==== RECORDED INFORMATION
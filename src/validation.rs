use std::borrow::Cow;

use validator::ValidationError;

pub const MIN_PASSWORD_LENGTH: u64 = 6;
pub const MAX_PASSWORD_LENGTH: u64 = 64;

const PASSWORD_SPECIAL_CHARS: &str = "!@#$%^&*(),.?\":{}|<>";

/// Misspellings of popular mail domains, keyed by the intended domain.
const DOMAIN_TYPOS: &[(&str, &[&str])] = &[
    (
        "gmail.com",
        &[
            "gmaih.com", "gmaul.com", "gmial.com", "gmeil.com", "gmai.com", "gmall.com",
            "gmil.com", "gmaill.com", "gnail.com", "gmal.com", "gamil.com", "gmaiil.com",
            "gmailo.com",
        ],
    ),
    ("yahoo.com", &["yaho.com", "yahooo.com", "yhoo.com", "yhaoo.com", "yahou.com"]),
    ("outlook.com", &["outlok.com", "outloo.com", "outlookk.com", "outluk.com"]),
    (
        "hotmail.com",
        &["hotmial.com", "hotmal.com", "hotmaii.com", "hotmil.com", "homail.com"],
    ),
];

/// Returns the domain the user most likely meant, if `email` uses a known misspelling.
pub fn suggested_domain(email: &str) -> Option<&'static str> {
    let domain = email.rsplit_once('@')?.1.to_ascii_lowercase();
    DOMAIN_TYPOS
        .iter()
        .find(|(_, typos)| typos.contains(&domain.as_str()))
        .map(|(correct, _)| *correct)
}

pub fn validate_email_domain(email: &str) -> Result<(), ValidationError> {
    match suggested_domain(email) {
        Some(correct) => {
            let domain = email.rsplit_once('@').map(|(_, d)| d).unwrap_or_default();
            Err(ValidationError::new("email_typo").with_message(Cow::Owned(format!(
                "email looks misspelled, did you mean @{correct} instead of @{domain}?"
            ))))
        }
        None => Ok(()),
    }
}

pub fn is_strong_password(password: &str) -> bool {
    password.chars().count() as u64 >= MIN_PASSWORD_LENGTH
        && password.chars().any(|c| c.is_ascii_uppercase())
        && password.chars().any(|c| PASSWORD_SPECIAL_CHARS.contains(c))
}

pub fn validate_password_strength(password: &str) -> Result<(), ValidationError> {
    if is_strong_password(password) {
        Ok(())
    } else {
        Err(ValidationError::new("weak_password").with_message(Cow::Borrowed(
            "password needs at least 6 characters, one uppercase letter and one special character",
        )))
    }
}
use chrono::Utc;
use sea_orm::entity::prelude::*;

#[derive(Clone, Debug, PartialEq, DeriveEntityModel)]
#[sea_orm(table_name = "consultations")]
pub struct Model {
    #[sea_orm(primary_key, auto_increment = false)]
    pub id: Uuid,
    pub product_id: Option<Uuid>,
    pub name: String,
    pub phone: String,
    pub content: Option<String>,
    pub status: String,
    pub created_at: DateTimeWithTimeZone,
}

#[derive(Copy, Clone, Debug, EnumIter, DeriveRelation)]
pub enum Relation {
    #[sea_orm(
        belongs_to = "super::products::Entity",
        from = "Column::ProductId",
        to = "super::products::Column::Id",
        on_delete = "SetNull"
    )]
    Products,
}

impl Related<super::products::Entity> for Entity {
    fn to() -> RelationDef {
        Relation::Products.def()
    }
}

impl ActiveModelBehavior for ActiveModel {}

impl From<Model> for crate::models::Consultation {
    fn from(model: Model) -> Self {
        Self {
            id: model.id,
            product_id: model.product_id,
            name: model.name,
            phone: model.phone,
            content: model.content,
            status: model.status,
            created_at: model.created_at.with_timezone(&Utc),
        }
    }
}
use chrono::{DateTime, Utc};
use serde::{Deserialize, Serialize};
use sqlx::FromRow;
use utoipa::ToSchema;
use uuid::Uuid;
use validator::Validate;

/// Largest quantity a single cart line may hold.
pub const MAX_CART_QUANTITY: i32 = 999;

fn one() -> i32 {
    1
}

#[derive(Debug, Deserialize, ToSchema, Validate)]
pub struct AddToCartRequest {
    pub product_id: Uuid,
    #[serde(default = "one")]
    #[validate(range(min = 1, max = 999, message = "quantity must be between 1 and 999"))]
    pub quantity: i32,
}

#[derive(Debug, Deserialize, ToSchema, Validate)]
pub struct UpdateCartRequest {
    #[validate(range(min = 1, max = 999, message = "quantity must be between 1 and 999"))]
    pub quantity: i32,
}

#[derive(Debug, Serialize, ToSchema)]
#[serde(transparent)]
pub struct CartList {
    #[schema(value_type = Vec<CartLine>)]
    pub items: Vec<CartLine>,
}

#[derive(Debug, Serialize, ToSchema, FromRow)]
pub struct CartLine {
    pub id: Uuid,
    pub product_id: Uuid,
    pub quantity: i32,
    pub name: String,
    pub price: i64,
    pub image_path: String,
    pub stock: i32,
    pub created_at: DateTime<Utc>,
}
use uuid::Uuid;

use crate::{
    audit,
    dto::products::{ProductDetail, ProductFacets, ProductForm, ProductList},
    entity::products::{ActiveModel, Column, Entity as Products},
    error::{AppError, AppResult},
    middleware::auth::{AuthUser, ensure_staff},
    models::Product,
    response::{ApiResponse, Meta},
    routes::params::{ProductQuery, ProductSortBy, SortOrder},
    services::uploads::save_image,
    state::AppState,
};
use sea_orm::{
    ActiveModelTrait, ColumnTrait, Condition, EntityTrait, PaginatorTrait, QueryFilter, QueryOrder,
    QuerySelect, Set, SqlErr,
};
use sea_orm::sea_query::Expr;
use sea_orm::sea_query::extension::postgres::PgExpr;
use sea_orm::ActiveValue::NotSet;
use serde_json::Value;

/// Validated product fields parsed from a [`ProductForm`].
#[derive(Debug, Clone, PartialEq)]
pub struct ProductFields {
    pub name: String,
    pub part: String,
    pub brand: String,
    pub price: i64,
    pub stock: i32,
    pub description: String,
    pub specifications: Value,
}

fn non_empty(value: Option<&String>) -> Option<&str> {
    value.map(|v| v.trim()).filter(|v| !v.is_empty())
}

fn required(value: Option<&String>, field: &str) -> AppResult<String> {
    non_empty(value)
        .map(str::to_string)
        .ok_or_else(|| AppError::bad_request(format!("{field} is required")))
}

pub fn parse_price(raw: &str) -> AppResult<i64> {
    match raw.trim().parse::<i64>() {
        Ok(price) if price >= 0 => Ok(price),
        _ => Err(AppError::bad_request("price must be a non-negative integer")),
    }
}

pub fn parse_stock(raw: &str) -> AppResult<i32> {
    match raw.trim().parse::<i32>() {
        Ok(stock) if stock >= 0 => Ok(stock),
        _ => Err(AppError::bad_request("stock must be a non-negative integer")),
    }
}

pub fn parse_specifications(raw: &str) -> AppResult<Value> {
    if raw.trim().is_empty() {
        return Ok(Value::Object(Default::default()));
    }
    match serde_json::from_str::<Value>(raw) {
        Ok(value @ Value::Object(_)) => Ok(value),
        _ => Err(AppError::bad_request("specifications must be a JSON object")),
    }
}

/// Fields for a new product: name, part, brand and price are mandatory.
pub fn fields_for_create(form: &ProductForm) -> AppResult<ProductFields> {
    Ok(ProductFields {
        name: required(form.name.as_ref(), "name")?,
        part: required(form.part.as_ref(), "part")?,
        brand: required(form.brand.as_ref(), "brand")?,
        price: parse_price(&required(form.price.as_ref(), "price")?)?,
        stock: non_empty(form.stock.as_ref()).map(parse_stock).transpose()?.unwrap_or(0),
        description: form.description.clone().unwrap_or_default(),
        specifications: form
            .specifications
            .as_deref()
            .map(parse_specifications)
            .transpose()?
            .unwrap_or_else(|| Value::Object(Default::default())),
    })
}

/// `%term%` for ILIKE with the term's own wildcards escaped (backslash is the
/// Postgres default escape character).
pub fn contains_pattern(term: &str) -> String {
    let mut pattern = String::with_capacity(term.len() + 2);
    pattern.push('%');
    for c in term.chars() {
        if matches!(c, '\\' | '%' | '_') {
            pattern.push('\\');
        }
        pattern.push(c);
    }
    pattern.push('%');
    pattern
}

pub async fn list_products(
    state: &AppState,
    query: ProductQuery,
) -> AppResult<ApiResponse<ProductList>> {
    let (page, limit, offset) = query.pagination().normalize();
    let mut condition = Condition::all();

    if let Some(search) = query.q.as_ref().map(|s| s.trim()).filter(|s| !s.is_empty()) {
        let pattern = contains_pattern(search);
        condition = condition.add(
            Condition::any()
                .add(Expr::col(Column::Name).ilike(pattern.clone()))
                .add(Expr::col(Column::Description).ilike(pattern.clone()))
                .add(Expr::col(Column::Brand).ilike(pattern)),
        );
    }
    if let Some(part) = non_empty(query.part.as_ref()) {
        condition = condition.add(Column::Part.eq(part));
    }
    if let Some(brand) = non_empty(query.brand.as_ref()) {
        condition = condition.add(Column::Brand.eq(brand));
    }
    if let Some(min_price) = query.min_price {
        condition = condition.add(Column::Price.gte(min_price));
    }
    if let Some(max_price) = query.max_price {
        condition = condition.add(Column::Price.lte(max_price));
    }
    if query.in_stock == Some(true) {
        condition = condition.add(Column::Stock.gt(0));
    }

    let sort_col = match query.sort_by.unwrap_or(ProductSortBy::CreatedAt) {
        ProductSortBy::CreatedAt => Column::CreatedAt,
        ProductSortBy::Price => Column::Price,
        ProductSortBy::Name => Column::Name,
        ProductSortBy::Stock => Column::Stock,
    };

    let mut finder = Products::find().filter(condition);
    finder = match query.sort_order.unwrap_or(SortOrder::Desc) {
        SortOrder::Asc => finder.order_by_asc(sort_col).order_by_asc(Column::Id),
        SortOrder::Desc => finder.order_by_desc(sort_col).order_by_desc(Column::Id),
    };

    let total = finder.clone().count(&state.orm).await? as i64;

    let items = finder
        .limit(limit as u64)
        .offset(offset as u64)
        .all(&state.orm)
        .await?
        .into_iter()
        .map(Product::from)
        .collect();

    let meta = Meta::new(page, limit, total);
    Ok(ApiResponse::success("Products", ProductList { items }, Some(meta)))
}

pub async fn product_facets(state: &AppState) -> AppResult<ApiResponse<ProductFacets>> {
    let parts: Vec<String> =
        sqlx::query_scalar("SELECT DISTINCT part FROM products WHERE part <> '' ORDER BY part")
            .fetch_all(&state.pool)
            .await?;
    let brands: Vec<String> =
        sqlx::query_scalar("SELECT DISTINCT brand FROM products WHERE brand <> '' ORDER BY brand")
            .fetch_all(&state.pool)
            .await?;
    Ok(ApiResponse::success(
        "Facets",
        ProductFacets { parts, brands },
        Some(Meta::empty()),
    ))
}

pub async fn get_product(state: &AppState, id: Uuid) -> AppResult<ApiResponse<ProductDetail>> {
    let product = Products::find_by_id(id)
        .one(&state.orm)
        .await?
        .map(Product::from)
        .ok_or(AppError::NotFound)?;

    let (review_count, average_rating): (i64, Option<f64>) = sqlx::query_as(
        "SELECT COUNT(*), AVG(rating)::FLOAT8 FROM reviews WHERE product_id = $1",
    )
    .bind(id)
    .fetch_one(&state.pool)
    .await?;

    let data = ProductDetail {
        product,
        review_count,
        average_rating,
    };
    Ok(ApiResponse::success("Product", data, None))
}

pub async fn create_product(
    state: &AppState,
    user: &AuthUser,
    mut form: ProductForm,
) -> AppResult<ApiResponse<Product>> {
    ensure_staff(user)?;
    let fields = fields_for_create(&form)?;

    let image_path = match form.image.take() {
        Some(image) => save_image(&state.config.upload_dir, image).await?,
        None => form.image_path.clone().unwrap_or_default(),
    };

    let product = ActiveModel {
        id: Set(Uuid::new_v4()),
        name: Set(fields.name),
        part: Set(fields.part),
        brand: Set(fields.brand),
        price: Set(fields.price),
        stock: Set(fields.stock),
        image_path: Set(image_path),
        description: Set(fields.description),
        specifications: Set(fields.specifications),
        created_at: NotSet,
    }
    .insert(&state.orm)
    .await?;

    audit::record(
        &state.orm,
        Some(user.user_id),
        "product_create",
        "products",
        serde_json::json!({ "product_id": product.id }),
    )
    .await;

    Ok(ApiResponse::success(
        "Product created",
        Product::from(product),
        Some(Meta::empty()),
    ))
}

pub async fn update_product(
    state: &AppState,
    user: &AuthUser,
    id: Uuid,
    mut form: ProductForm,
) -> AppResult<ApiResponse<Product>> {
    ensure_staff(user)?;
    let existing = Products::find_by_id(id)
        .one(&state.orm)
        .await?
        .ok_or(AppError::NotFound)?;

    let mut active: ActiveModel = existing.into();
    if let Some(name) = non_empty(form.name.as_ref()) {
        active.name = Set(name.to_string());
    }
    if let Some(part) = non_empty(form.part.as_ref()) {
        active.part = Set(part.to_string());
    }
    if let Some(brand) = non_empty(form.brand.as_ref()) {
        active.brand = Set(brand.to_string());
    }
    if let Some(price) = non_empty(form.price.as_ref()) {
        active.price = Set(parse_price(price)?);
    }
    if let Some(stock) = non_empty(form.stock.as_ref()) {
        active.stock = Set(parse_stock(stock)?);
    }
    if let Some(description) = form.description.take() {
        active.description = Set(description);
    }
    if let Some(specifications) = form.specifications.as_deref() {
        active.specifications = Set(parse_specifications(specifications)?);
    }
    if let Some(image) = form.image.take() {
        active.image_path = Set(save_image(&state.config.upload_dir, image).await?);
    } else if let Some(image_path) = form.image_path.take() {
        active.image_path = Set(image_path);
    }

    let product = active.update(&state.orm).await?;

    audit::record(
        &state.orm,
        Some(user.user_id),
        "product_update",
        "products",
        serde_json::json!({ "product_id": product.id }),
    )
    .await;

    Ok(ApiResponse::success(
        "Updated",
        Product::from(product),
        Some(Meta::empty()),
    ))
}

pub async fn delete_product(
    state: &AppState,
    user: &AuthUser,
    id: Uuid,
) -> AppResult<ApiResponse<serde_json::Value>> {
    ensure_staff(user)?;
    let result = Products::delete_by_id(id)
        .exec(&state.orm)
        .await
        .map_err(|err| match err.sql_err() {
            Some(SqlErr::ForeignKeyConstraintViolation(_)) => {
                AppError::Conflict("Product is referenced by existing orders".to_string())
            }
            _ => AppError::OrmError(err),
        })?;

    if result.rows_affected == 0 {
        return Err(AppError::NotFound);
    }

    audit::record(
        &state.orm,
        Some(user.user_id),
        "product_delete",
        "products",
        serde_json::json!({ "product_id": id }),
    )
    .await;

    Ok(ApiResponse::message("Deleted"))
}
========
## DESCRIPTION OF THE TASK
Where a line of the data above includes "validator", copy that line.

## REPLY TO THE EXERCISE
use validator::ValidationError;
use validator::Validate;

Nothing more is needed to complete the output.